Yes, it won't right now, but will be updated to support embedding layer adapters

pcmoritz · 2025-11-10T10:04:14Z

skyrl-tx/tx/torch/layers/lora.py

+        in_features: int,
+        out_features: int,
+        *,
+        max_lora_adapters: int = 0,


It would probably be best if we get rid of all the defaults here going forwards (I know the current code has them, but I don't think it is good, it can only lead to errors if somebody forgets to pass the parameter and the default was not good)

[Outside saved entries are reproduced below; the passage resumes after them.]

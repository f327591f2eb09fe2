#![no_main]
use libfuzzer_sys::fuzz_target;

use skimnbt::{from_bytes, SkipList};

fuzz_target!(|data: &[u8]| {
    let _ = from_bytes(data, SkipList::chunk_summary());
    let _ = from_bytes(data, &SkipList::empty());
});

Good point, this is a good chance to clean it up. I set all optional arguments to default to None, but otherwise removed the defaults

pcmoritz · 2025-11-10T10:08:30Z

skyrl-tx/tx/torch/layers/util.py

+    sorted_adapter_indices = None if adapter_indices is None else adapter_indices[sort_idx]
+
+    # Compute group sizes (minlength guarantees output length)
+    sorted_indices = indices[sort_idx]


Hmm, this is not needed, right? E.g. bincount is permutation invariant so we can just pass indices in there and otherwise we don't need sorted_indices.

Oh good catch

pcmoritz · 2025-11-10T10:10:48Z

skyrl-tx/tx/torch/layers/util.py

+        sorted_adapter_indices: Adapter indices sorted with tokens (or None if not provided)
+    """
+    # Sort by group index
+    sort_idx = torch.argsort(indices)


Let's call this sort_indices so it is consistent with unsort_indices below and make clear it is multiple indices? (or alternatively maybe sort_perm and unsort_perm for "permutation" if you prefer)?

pcmoritz · 2025-11-10T10:19:14Z

skyrl-tx/tx/torch/models/qwen3.py

+
+        updated_cache = (k, v)
+
+        # Attention (causal only during prefill, GQA handled via repeat)

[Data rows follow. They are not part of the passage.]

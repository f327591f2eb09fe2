use std::io::{Cursor, Write};

use flate2::{write::ZlibEncoder, Compression};
use skimnbt::{Compound, Tag, Value};

use crate::{CompressionScheme, CHUNK_HEADER_SIZE, REGION_HEADER_SIZE, SECTOR_SIZE};

/// Shorthand for building compounds in tests.
macro_rules! compound {
    {$($name:literal: $value:expr),* $(,)?} => {{
        #[allow(unused_mut)]
        let mut c = skimnbt::Compound::new();
        $(
            c.insert($name.to_owned(), $value);
        )*
        skimnbt::Value::Compound(c)
    }};
}

mod structure;

/// Builds region files. Chunks are laid out one after another from the end
/// of the header, each padded to whole sectors.
pub struct RegionBuilder {
    header: Vec<u8>,
    sectors: Vec<u8>,
}

impl RegionBuilder {
    pub fn new() -> Self {
        Self {
            header: vec![0; REGION_HEADER_SIZE],
            sectors: Vec::new(),
        }
    }

    /// Point the header entry for x, z at any offset and sector count.
    pub fn location(mut self, x: usize, z: usize, offset: u32, sectors: u8) -> Self {
        let pos = 4 * (x + z * 32);
        self.header[pos..pos + 3].copy_from_slice(&offset.to_be_bytes()[1..4]);
        self.header[pos + 3] = sectors;
        self
    }

    /// Add a chunk with a correct header entry.
    pub fn chunk(self, x: usize, z: usize, scheme: CompressionScheme, data: &[u8]) -> Self {
        let len = (data.len() + 1) as u32;
        self.raw_chunk(x, z, len, scheme as u8, data)
    }

    /// Add a chunk with whatever length and scheme bytes are given.
    pub fn raw_chunk(mut self, x: usize, z: usize, len: u32, scheme: u8, data: &[u8]) -> Self {
        let offset = (REGION_HEADER_SIZE + self.sectors.len()) / SECTOR_SIZE;

        self.sectors.extend_from_slice(&len.to_be_bytes());
        self.sectors.push(scheme);
        self.sectors.extend_from_slice(data);

        let used = CHUNK_HEADER_SIZE + data.len();
        let sectors = (used + SECTOR_SIZE - 1) / SECTOR_SIZE;
        let padded = self.sectors.len() + sectors * SECTOR_SIZE - used;
        self.sectors.resize(padded, 0);

        self.location(x, z, offset as u32, sectors as u8)
    }

    pub fn build(self) -> Cursor<Vec<u8>> {
        self.build_truncated(0)
    }

    /// Build, leaving off the last `cut` bytes.
    pub fn build_truncated(mut self, cut: usize) -> Cursor<Vec<u8>> {
        self.header.extend_from_slice(&self.sectors);
        let len = self.header.len() - cut;
        self.header.truncate(len);
        Cursor::new(self.header)
    }
}

/// Encode a compound as a chunk's root NBT.
pub fn to_nbt(root: &Compound) -> Vec<u8> {
    let mut out = vec![Tag::Compound.into()];
    write_str(&mut out, "");
    write_compound(&mut out, root);
    out
}

pub fn zlib(data: &[u8]) -> Vec<u8> {
    let mut enc = ZlibEncoder::new(Vec::new(), Compression::default());
    enc.write_all(data).unwrap();
    enc.finish().unwrap()
}

fn write_str(out: &mut Vec<u8>, s: &str) {
    out.extend_from_slice(&(s.len() as u16).to_be_bytes());
    out.extend_from_slice(s.as_bytes());
}

fn write_compound(out: &mut Vec<u8>, c: &Compound) {
    for (name, value) in c {
        out.push(value.tag().into());
        write_str(out, name);
        write_value(out, value);
    }
    out.push(Tag::End.into());
}

fn write_value(out: &mut Vec<u8>, value: &Value) {
    match value {
        Value::Byte(v) => out.push(*v as u8),
        Value::Short(v) => out.extend_from_slice(&v.to_be_bytes()),
        Value::Int(v) => out.extend_from_slice(&v.to_be_bytes()),
        Value::Long(v) => out.extend_from_slice(&v.to_be_bytes()),
        Value::Float(v) => out.extend_from_slice(&v.to_be_bytes()),
        Value::Double(v) => out.extend_from_slice(&v.to_be_bytes()),
        Value::ByteArray(vs) => {
            out.extend_from_slice(&(vs.len() as i32).to_be_bytes());
            out.extend(vs.iter().map(|v| *v as u8));
        }
        Value::String(s) => write_str(out, s),
        Value::List(tag, items) => {
            out.push((*tag).into());
            out.extend_from_slice(&(items.len() as i32).to_be_bytes());
            for item in items {
                write_value(out, item);
            }
        }
        Value::Compound(c) => write_compound(out, c),
        Value::IntArray(vs) => {
            out.extend_from_slice(&(vs.len() as i32).to_be_bytes());
            for v in vs {
                out.extend_from_slice(&v.to_be_bytes());
            }
        }
        Value::LongArray(vs) => {
            out.extend_from_slice(&(vs.len() as i32).to_be_bytes());
            for v in vs {
                out.extend_from_slice(&v.to_be_bytes());
            }
        }
    }
}

/// A typical pre-1.18 chunk at x, z, all plains.
pub fn plains_chunk(x: i32, z: i32) -> Value {
    compound! {
        "DataVersion": Value::Int(2586),
        "Level": compound! {
            "xPos": Value::Int(x),
            "zPos": Value::Int(z),
            "InhabitedTime": Value::Long(120),
            "LastUpdate": Value::Long(999),
            "Heightmaps": compound! {
                "MOTION_BLOCKING": Value::LongArray(vec![0; 37]),
            },
            "Biomes": Value::ByteArray(vec![1; 256]),
        },
    }
}

pub fn root_compound(value: Value) -> Compound {
    match value {
        Value::Compound(c) => c,
        _ => panic!("not a compound"),
    }
}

You should be able to just set enable_gqa=True in scaled_dot_product_attention, right?

pcmoritz · 2025-11-10T10:23:08Z

skyrl-tx/tx/torch/models/qwen3.py

+    def __init__(self, config: Qwen3Config, *, dtype: torch.dtype):
+        super().__init__()
+        self.config = config
+        max_lora_adapters = getattr(config, "max_lora_adapters", 0)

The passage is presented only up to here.